-------- Data to process --------

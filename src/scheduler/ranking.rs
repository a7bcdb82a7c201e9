//! Ranking and truncation of search results.
//!
//! # Rules
//!
//! 1. Sort by score, descending. Equal scores are ordered by
//!    [`ScheduleKey`], so the output does not depend on executor order.
//! 2. Drop repeated schedules (same class set), keeping the first.
//! 3. `winners` = schedules tied with the top score, capped at
//!    `max_ties`.
//! 4. Return the first `max(requested, winners)` schedules.
//!
//! Scores within [`SCORE_EPSILON`] of each other count as tied.

use crate::models::{ScheduleKey, ScoredSchedule};

/// Tolerance for treating two scores as equal.
pub const SCORE_EPSILON: f64 = 1e-9;

/// Sorts, deduplicates, and truncates search results.
pub fn rank_schedules(
    results: Vec<ScoredSchedule>,
    requested: usize,
    max_ties: usize,
) -> Vec<ScoredSchedule> {
    let mut keyed: Vec<(ScheduleKey, ScoredSchedule)> = results
        .into_iter()
        .map(|scored| (scored.schedule.key(), scored))
        .collect();
    keyed.sort_by(|(ka, a), (kb, b)| {
        b.score
            .total_cmp(&a.score)
            .then_with(|| ka.cmp(kb))
    });
    keyed.dedup_by(|(later, _), (earlier, _)| later == earlier);

    let Some(top) = keyed.first().map(|(_, s)| s.score) else {
        return Vec::new();
    };
    let winners = tie_count(keyed.iter().map(|(_, s)| s.score), top).min(max_ties);
    let keep = requested.max(winners);

    keyed
        .into_iter()
        .take(keep)
        .map(|(_, scored)| scored)
        .collect()
}

/// Number of leading scores tied with `top`.
fn tie_count(scores: impl Iterator<Item = f64>, top: f64) -> usize {
    scores.take_while(|&score| is_tied(score, top)).count()
}

fn is_tied(a: f64, b: f64) -> bool {
    a == b || (a - b).abs() <= SCORE_EPSILON
}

--------

**How to complete this task**: All lines from the one with "scores.take_while(|&score| is_tied(score, top)).count()" to the end of the entries above are to be written out exactly, the first and last included.

**The completed task**:
    scores.take_while(|&score| is_tied(score, top)).count()
}

fn is_tied(a: f64, b: f64) -> bool {
    a == b || (a - b).abs() <= SCORE_EPSILON
}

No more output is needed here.